_WORK INSTRUCTIONS_
Copy every line that contains the string "points" from the entries below.

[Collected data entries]
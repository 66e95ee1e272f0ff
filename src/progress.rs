//! Terminal progress bar fed by the download meter.

use indicatif::{ProgressBar, ProgressStyle};
use pullbox_oci::ProgressSink;

const TEMPLATE: &str =
    "{msg} {bar:40.green/green.dim} {bytes:.bold}/{total_bytes:.dim} ({bytes_per_sec}, {eta})";

/// A [`ProgressSink`] drawing a byte-based bar labelled "pulling image".
#[derive(Clone)]
pub struct ConsoleProgress {
    bar: ProgressBar,
}

impl ConsoleProgress {
    pub fn new() -> Self {
        Self::with_bar(ProgressBar::new(0))
    }

    /// Wrap an existing bar, e.g. a hidden one in tests.
    pub fn with_bar(bar: ProgressBar) -> Self {
        let style = ProgressStyle::with_template(TEMPLATE)
            .unwrap_or_else(|_| ProgressStyle::default_bar())
            .progress_chars("=+-");
        bar.set_style(style);
        bar.set_message("pulling image");
        Self { bar }
    }

    pub fn finish(&self) {
        self.bar.finish();
    }

    /// Stop the bar at its current position after a failed pull.
    pub fn abandon(&self) {
        self.bar.abandon();
    }
}

impl Default for ConsoleProgress {
    fn default() -> Self {
        Self::new()
    }
}

impl ProgressSink for ConsoleProgress {
    fn update(&self, transferred: u64, total: u64) {
        if self.bar.length() != Some(total) {
            self.bar.set_length(total);
        }
        self.bar.set_position(transferred);
    }
}
//! Transport over a fetch-like primitive provided by an embedding host.
//!
//! Hosts such as a browser or a scripting runtime usually own the network
//! stack. They expose it as a single `fetch(method, url, headers, body)`
//! call that resolves to a fully buffered response, and [`HostFetch`]
//! models exactly that. Cookies and other ambient credentials are always
//! included.

use reqwest::header::{HeaderMap, HeaderName, HeaderValue};
use reqwest::StatusCode;
use tracing::{debug, warn};

use super::{Body, Request, Response, Transport};
use crate::error::{OciError, Result};

/// A request handed to the host.
#[derive(Debug, Clone)]
pub struct HostRequest {
    pub method: String,
    pub url: String,
    pub headers: Vec<(String, String)>,
    pub body: Option<Vec<u8>>,
    /// Mirrors `credentials: "include"`: the host attaches its own cookies
    /// and auth state.
    pub include_credentials: bool,
}

/// A buffered response returned by the host.
#[derive(Debug, Clone)]
pub struct HostResponse {
    pub status: u16,
    pub status_text: String,
    pub headers: Vec<(String, String)>,
    pub body: Vec<u8>,
}

/// The host's fetch primitive.
///
/// An `Err` means the request never produced a response (network failure,
/// CORS rejection, ...). Non-2xx responses must be returned as `Ok`.
#[async_trait::async_trait]
pub trait HostFetch: Send + Sync {
    async fn fetch(&self, request: HostRequest) -> std::result::Result<HostResponse, String>;
}

/// [`Transport`] implementation that forwards every request to a
/// [`HostFetch`].
pub struct HostBridgeTransport<F> {
    host: F,
}

impl<F: HostFetch> HostBridgeTransport<F> {
    pub fn new(host: F) -> Self {
        Self { host }
    }
}

#[async_trait::async_trait]
impl<F: HostFetch> Transport for HostBridgeTransport<F> {
    async fn send(&self, request: Request) -> Result<Response> {
        let url = request.url.to_string();
        let host_request = HostRequest {
            method: request.method.as_str().to_string(),
            url: url.clone(),
            headers: request
                .headers
                .iter()
                .filter_map(|(name, value)| {
                    value
                        .to_str()
                        .ok()
                        .map(|v| (name.as_str().to_string(), v.to_string()))
                })
                .collect(),
            body: request.body.map(|b| b.to_vec()),
            include_credentials: true,
        };

        let host_response = self.host.fetch(host_request).await.map_err(|e| {
            OciError::RegistryUnavailable(format!("host fetch of {} failed: {}", url, e))
        })?;

        let status = StatusCode::from_u16(host_response.status).map_err(|_| {
            OciError::RegistryUnavailable(format!(
                "host returned invalid status {} for {}",
                host_response.status, url
            ))
        })?;
        if !status.is_success() {
            debug!(%url, %status, status_text = %host_response.status_text, "host fetch returned error status");
        }

        let mut headers = HeaderMap::new();
        for (name, value) in &host_response.headers {
            match (
                HeaderName::from_bytes(name.as_bytes()),
                HeaderValue::from_str(value),
            ) {
                (Ok(name), Ok(value)) => {
                    headers.append(name, value);
                }
                _ => warn!(header = %name, "dropping malformed header from host response"),
            }
        }

        Ok(Response {
            status,
            headers,
            body: Body::from_bytes(host_response.body),
        })
    }
}

// ---------------------------------------------------------------------------
// Tests
// ---------------------------------------------------------------------------
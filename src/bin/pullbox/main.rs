use std::path::PathBuf;
use std::process::ExitCode;
use std::sync::Arc;

use clap::error::ErrorKind as ClapErrorKind;
use clap::Parser;

use pull_box::config::{config_path, Config, CONFIG_ENV};
use pull_box::host::DEFAULT_OUTPUT;
use pull_box::pipeline::{PullReport, Puller};
use pull_box::progress::ConsoleProgress;

/// Pull a container image and save it as a docker-loadable tarball.
#[derive(Parser, Debug)]
#[command(name = "pullbox", version, about)]
struct Cli {
    /// Image reference, e.g. `alpine`, `ghcr.io/org/app:v1`, `repo@sha256:...`
    image: String,

    /// Where to write the tarball
    #[arg(default_value = DEFAULT_OUTPUT)]
    output: PathBuf,

    /// Registry credentials file (defaults to ./config.json)
    #[arg(long, env = CONFIG_ENV)]
    config: Option<PathBuf>,
}

#[tokio::main]
async fn main() -> ExitCode {
    tracing_subscriber::fmt()
        .with_env_filter(
            tracing_subscriber::EnvFilter::try_from_default_env()
                .unwrap_or_else(|_| tracing_subscriber::EnvFilter::new("info")),
        )
        .init();

    let cli = match Cli::try_parse() {
        Ok(cli) => cli,
        Err(e) => match e.kind() {
            ClapErrorKind::DisplayHelp | ClapErrorKind::DisplayVersion => {
                print!("{}", e.render());
                return ExitCode::SUCCESS;
            }
            _ => {
                print!("{}", e.render());
                return ExitCode::FAILURE;
            }
        },
    };

    let progress = ConsoleProgress::new();
    match run(&cli, &progress).await {
        Ok(report) => {
            progress.finish();
            println!("image saved to {}", report.output.display());
            ExitCode::SUCCESS
        }
        Err(e) => {
            progress.abandon();
            eprintln!("error: {}", e);
            ExitCode::FAILURE
        }
    }
}

async fn run(cli: &Cli, progress: &ConsoleProgress) -> Result<PullReport, Box<dyn std::error::Error>> {
    let config = Config::load(&config_path(cli.config.clone()))?;
    println!("pulling image {}...", cli.image);

    let report = Puller::native()?
        .pull_to_file(
            &cli.image,
            &cli.output,
            &config.authenticator(),
            Arc::new(progress.clone()),
        )
        .await?;
    Ok(report)
}
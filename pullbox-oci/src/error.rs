use std::path::PathBuf;

/// Errors produced by the OCI client.
#[derive(Debug, thiserror::Error)]
pub enum OciError {
    #[error("invalid image reference {reference:?}: {reason}")]
    InvalidReference { reference: String, reason: String },

    #[error("authentication failed: {0}")]
    Auth(String),

    #[error("not found: {0}")]
    NotFound(String),

    #[error("registry unavailable: {0}")]
    RegistryUnavailable(String),

    #[error("manifest inconsistency: {0}")]
    ManifestInconsistency(String),

    #[error("unsupported media type: {0}")]
    UnsupportedMediaType(String),

    #[error("transfer of {digest} interrupted after {received} of {expected} bytes")]
    TransferInterrupted {
        digest: String,
        expected: u64,
        received: u64,
    },

    #[error("digest mismatch: expected {expected}, got {actual}")]
    DigestMismatch { expected: String, actual: String },

    #[error("failed to write {}: {source}", path.display())]
    Write {
        path: PathBuf,
        #[source]
        source: std::io::Error,
    },

    #[error("archive serialization error: {0}")]
    Serialization(String),
}

/// Coarse classification of an [`OciError`], used by callers that only care
/// about which failure class occurred.
#[derive(Debug, Clone, Copy, PartialEq, Eq)]
pub enum ErrorKind {
    InvalidReference,
    AuthError,
    NotFound,
    RegistryUnavailable,
    ManifestInconsistency,
    TransferInterrupted,
    DigestMismatch,
    WriteError,
    SerializationError,
}

impl OciError {
    pub fn kind(&self) -> ErrorKind {
        match self {
            OciError::InvalidReference { .. } => ErrorKind::InvalidReference,
            OciError::Auth(_) => ErrorKind::AuthError,
            OciError::NotFound(_) => ErrorKind::NotFound,
            OciError::RegistryUnavailable(_) => ErrorKind::RegistryUnavailable,
            OciError::ManifestInconsistency(_) | OciError::UnsupportedMediaType(_) => {
                ErrorKind::ManifestInconsistency
            }
            OciError::TransferInterrupted { .. } => ErrorKind::TransferInterrupted,
            OciError::DigestMismatch { .. } => ErrorKind::DigestMismatch,
            OciError::Write { .. } => ErrorKind::WriteError,
            OciError::Serialization(_) => ErrorKind::SerializationError,
        }
    }

    pub(crate) fn invalid_reference(reference: &str, reason: impl Into<String>) -> Self {
        OciError::InvalidReference {
            reference: reference.to_string(),
            reason: reason.into(),
        }
    }

    pub(crate) fn write(path: impl Into<PathBuf>, source: std::io::Error) -> Self {
        OciError::Write {
            path: path.into(),
            source,
        }
    }
}

impl From<reqwest::Error> for OciError {
    fn from(e: reqwest::Error) -> Self {
        OciError::RegistryUnavailable(e.to_string())
    }
}

/// Convenience alias used throughout the crate.
pub type Result<T> = std::result::Result<T, OciError>;
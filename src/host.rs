//! Entry point for embedding hosts.
//!
//! [`HostAdapter::pull`] starts a pull in the background and returns a
//! [`Deferred`] right away. The deferred result settles exactly once: with
//! the [`PullReport`] on success, or with a [`Rejection`] carrying the error
//! message.

use std::fmt;
use std::future::Future;
use std::path::PathBuf;
use std::pin::Pin;
use std::sync::Arc;
use std::task::{Context, Poll};

use pullbox_oci::transport::{HostBridgeTransport, HostFetch};
use pullbox_oci::{Authenticator, NoProgress, ProgressSink, Transport};
use tokio::sync::oneshot;
use tracing::{debug, info, warn};

use crate::error::{Error, ErrorKind, Result};
use crate::pipeline::{PullReport, Puller};

/// Output path used when the host does not choose one.
pub const DEFAULT_OUTPUT: &str = "image.tar";

/// Pulls images on behalf of a host runtime.
#[derive(Clone)]
pub struct HostAdapter {
    puller: Puller,
    output: PathBuf,
    auth: Authenticator,
    sink: Arc<dyn ProgressSink>,
}

impl HostAdapter {
    /// Adapter over any transport, writing to `image.tar` with anonymous
    /// access and no progress reporting.
    pub fn new(transport: Arc<dyn Transport>) -> Self {
        Self {
            puller: Puller::with_transport(transport),
            output: PathBuf::from(DEFAULT_OUTPUT),
            auth: Authenticator::Anonymous,
            sink: Arc::new(NoProgress),
        }
    }

    /// Adapter over the host's own fetch primitive.
    pub fn from_host<F: HostFetch + 'static>(host: F) -> Self {
        Self::new(Arc::new(HostBridgeTransport::new(host)))
    }

    pub fn output(mut self, path: impl Into<PathBuf>) -> Self {
        self.output = path.into();
        self
    }

    pub fn auth(mut self, auth: Authenticator) -> Self {
        self.auth = auth;
        self
    }

    pub fn progress(mut self, sink: Arc<dyn ProgressSink>) -> Self {
        self.sink = sink;
        self
    }

    /// Start pulling `image` on the current tokio runtime.
    ///
    /// Outside a runtime the returned value is already rejected.
    pub fn pull(&self, image: &str) -> Deferred {
        let (tx, rx) = oneshot::channel();

        let handle = match tokio::runtime::Handle::try_current() {
            Ok(handle) => handle,
            Err(e) => {
                let _ = tx.send(Err(Error::Background(format!("no async runtime: {}", e))));
                return Deferred { rx };
            }
        };

        let adapter = self.clone();
        let image = image.to_string();
        handle.spawn(async move {
            info!(%image, output = %adapter.output.display(), "host pull started");
            let result = adapter
                .puller
                .pull_to_file(&image, &adapter.output, &adapter.auth, adapter.sink.clone())
                .await;
            match &result {
                Ok(report) => info!(output = %report.output.display(), "image saved"),
                Err(e) => warn!(%image, error = %e, "host pull failed"),
            }
            if tx.send(result).is_err() {
                debug!("deferred pull result dropped by caller");
            }
        });

        Deferred { rx }
    }
}

/// A pull running in the background.
///
/// Awaiting it yields the outcome. Dropping it does not cancel the pull.
#[must_use = "a Deferred does nothing unless awaited"]
pub struct Deferred {
    rx: oneshot::Receiver<Result<PullReport>>,
}

impl Future for Deferred {
    type Output = std::result::Result<PullReport, Rejection>;

    fn poll(mut self: Pin<&mut Self>, cx: &mut Context<'_>) -> Poll<Self::Output> {
        match Pin::new(&mut self.rx).poll(cx) {
            Poll::Pending => Poll::Pending,
            Poll::Ready(Ok(Ok(report))) => Poll::Ready(Ok(report)),
            Poll::Ready(Ok(Err(e))) => Poll::Ready(Err(Rejection::from(e))),
            Poll::Ready(Err(_)) => Poll::Ready(Err(Rejection::from(Error::Background(
                "pull task ended without a result".to_string(),
            )))),
        }
    }
}

/// Why a deferred pull failed.
#[derive(Debug, Clone, PartialEq, Eq)]
pub struct Rejection {
    pub message: String,
    pub kind: ErrorKind,
}

impl From<Error> for Rejection {
    fn from(err: Error) -> Self {
        Self {
            message: err.to_string(),
            kind: err.kind(),
        }
    }
}

impl fmt::Display for Rejection {
    fn fmt(&self, f: &mut fmt::Formatter<'_>) -> fmt::Result {
        f.write_str(&self.message)
    }
}

impl std::error::Error for Rejection {}
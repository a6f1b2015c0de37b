//! Cross-source inconsistency detection.
//!
//! For each scalar variable at a forecast hour, computes sample
//! standard deviation, coefficient of variation, and per-source
//! outlier flags, then blends them into one severity in `[0, 1]`.

use chrono::{DateTime, Utc};
use std::collections::HashMap;

use crate::domain::{InconsistencyReport, NormalizedPoint, SourceID};

struct FieldThreshold {
    variable: &'static str,
    max_std: f64,
    max_range: f64,
    outlier_factor: f64,
}

const THRESHOLDS: &[FieldThreshold] = &[
    FieldThreshold { variable: "temperature", max_std: 3.0, max_range: 8.0, outlier_factor: 2.0 },
    FieldThreshold { variable: "wind_speed", max_std: 4.0, max_range: 10.0, outlier_factor: 2.0 },
    FieldThreshold { variable: "precipitation", max_std: 5.0, max_range: 15.0, outlier_factor: 2.5 },
    FieldThreshold { variable: "cloud_cover", max_std: 20.0, max_range: 50.0, outlier_factor: 2.0 },
];

fn mean(values: &[f64]) -> f64 {
    values.iter().sum::<f64>() / values.len() as f64
}

/// Sample standard deviation (n-1 denominator); 0.0 for n < 2.
fn sample_stddev(values: &[f64], m: f64) -> f64 {
    if values.len() < 2 {
        return 0.0;
    }
    let variance =
        values.iter().map(|v| (v - m).powi(2)).sum::<f64>() / (values.len() as f64 - 1.0);
    variance.sqrt()
}

fn field_values(points: &[NormalizedPoint], variable: &str) -> Vec<(SourceID, f64)> {
    points
        .iter()
        .filter_map(|p| {
            let v = match variable {
                "temperature" => p.temperature_celsius,
                "wind_speed" => p.wind_speed_ms,
                "precipitation" => p.precipitation_mm,
                "cloud_cover" => p.cloud_cover_pct,
                _ => None,
            };
            v.map(|v| (p.source, v))
        })
        .collect()
}

fn round3(v: f64) -> f64 {
    (v * 1000.0).round() / 1000.0
}

fn detect_field(
    threshold: &FieldThreshold,
    points: &[NormalizedPoint],
    timestamp: DateTime<Utc>,
    forecast_hour: u32,
) -> Option<InconsistencyReport> {
    let values = field_values(points, threshold.variable);
    if values.len() < 2 {
        return None;
    }
    let raw: Vec<f64> = values.iter().map(|(_, v)| *v).collect();
    let m = mean(&raw);
    let std = sample_stddev(&raw, m);
    let cv = if m.abs() > 1e-9 { (std / m.abs()).abs() } else { 0.0 };
    let max_deviation = raw.iter().cloned().fold(f64::MIN, f64::max)
        - raw.iter().cloned().fold(f64::MAX, f64::min);

    let outlier_sources: Vec<SourceID> = values
        .iter()
        .filter(|(_, v)| (v - m).abs() > threshold.outlier_factor * std.max(1e-9))
        .map(|(s, _)| *s)
        .collect();

    let std_severity = (std / threshold.max_std).min(1.0);
    let range_severity = (max_deviation / threshold.max_range).min(1.0);
    let cv_severity = (cv / 0.5).min(1.0);
    let severity = round3((0.4 * std_severity + 0.4 * range_severity + 0.2 * cv_severity).clamp(0.0, 1.0));

    if severity <= 0.1 {
        return None;
    }

    Some(InconsistencyReport {
        variable: threshold.variable.to_string(),
        timestamp,
        forecast_hour,
        source_values: values.into_iter().collect::<HashMap<_, _>>(),
        mean: m,
        stddev: std,
        max_deviation,
        coefficient_of_variation: cv,
        outlier_sources,
        severity,
    })
}

/// Evaluates every tracked variable across `points` (all readings for
/// a single forecast hour, one per source) and returns one report per
/// variable whose severity exceeds 0.1.
pub fn detect(
    timestamp: DateTime<Utc>,
    forecast_hour: u32,
    points: &[NormalizedPoint],
) -> Vec<InconsistencyReport> {
    THRESHOLDS
        .iter()
        .filter_map(|t| detect_field(t, points, timestamp, forecast_hour))
        .collect()
}

/// Penalizes each source's base weight for the variable by
/// `max(0.5, 1 - 0.1*count)` where `count` is how many times that
/// source was flagged an outlier in `reports`, then renormalizes the
/// result to sum to 1.
pub fn adjust_weights(
    base_weights: &HashMap<SourceID, f64>,
    reports: &[&InconsistencyReport],
) -> HashMap<SourceID, f64> {
    let mut outlier_counts: HashMap<SourceID, u32> = HashMap::new();
    for report in reports {
        for source in &report.outlier_sources {
            *outlier_counts.entry(*source).or_insert(0) += 1;
        }
    }

    let mut adjusted: HashMap<SourceID, f64> = base_weights
        .iter()
        .map(|(source, weight)| {
            let count = outlier_counts.get(source).copied().unwrap_or(0);
            (*source, weight * (1.0 - 0.1 * count as f64).max(0.5))
        })
        .collect();

    let total: f64 = adjusted.values().sum();
    if total > 0.0 {
        for w in adjusted.values_mut() {
            *w /= total;
        }
    }
    adjusted
}

#[cfg(test)]
mod tests {
    use super::*;
    use crate::domain::NormalizedPoint;
    use chrono::Utc;

    fn point(source: SourceID, temp: f64) -> NormalizedPoint {
        NormalizedPoint::new(
            source, Utc::now(), 0, -34.6, -58.4,
            Some(temp), Some(5.0), Some(180.0), Some(0.0), Some(20.0), Some(60.0), Some(1013.0), None,
        )
    }

    #[test]
    fn agreeing_sources_are_consistent() {
        let points = vec![
            point(SourceID::WindyGfs, 20.0),
            point(SourceID::WindyEcmwf, 20.2),
            point(SourceID::WrfSmn, 19.9),
        ];
        let reports = detect(Utc::now(), 0, &points);
        assert!(reports.is_empty());
    }

    #[test]
    fn diverging_temperature_is_flagged() {
        let points = vec![
            point(SourceID::WindyGfs, 15.0),
            point(SourceID::WindyEcmwf, 25.0),
            point(SourceID::WrfSmn, 30.0),
        ];
        let reports = detect(Utc::now(), 0, &points);
        assert!(reports.iter().any(|r| r.variable == "temperature"));
        assert!(reports.iter().all(|r| r.severity > 0.1));
    }

    #[test]
    fn adjust_weights_penalizes_outlier_sources_and_renormalizes() {
        let mut base = HashMap::new();
        base.insert(SourceID::WindyGfs, 0.5);
        base.insert(SourceID::WindyEcmwf, 0.5);

        let report = InconsistencyReport {
            variable: "temperature".to_string(),
            timestamp: Utc::now(),
            forecast_hour: 0,
            source_values: HashMap::new(),
            mean: 20.0,
            stddev: 5.0,
            max_deviation: 10.0,
            coefficient_of_variation: 0.25,
            outlier_sources: vec![SourceID::WindyGfs],
            severity: 0.5,
        };

        let adjusted = adjust_weights(&base, &[&report]);
        let total: f64 = adjusted.values().sum();
        assert!((total - 1.0).abs() < 1e-9);
        assert!(adjusted[&SourceID::WindyGfs] < adjusted[&SourceID::WindyEcmwf]);
    }
}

_RESPONSE FOR THIS EXERCISE_
fn field_values(points: &[NormalizedPoint], variable: &str) -> Vec<(SourceID, f64)> {
    points
    points: &[NormalizedPoint],
    let values = field_values(points, threshold.variable);
/// Evaluates every tracked variable across `points` (all readings for
    points: &[NormalizedPoint],
        .filter_map(|t| detect_field(t, points, timestamp, forecast_hour))
        let points = vec![
        let reports = detect(Utc::now(), 0, &points);
        let points = vec![
        let reports = detect(Utc::now(), 0, &points);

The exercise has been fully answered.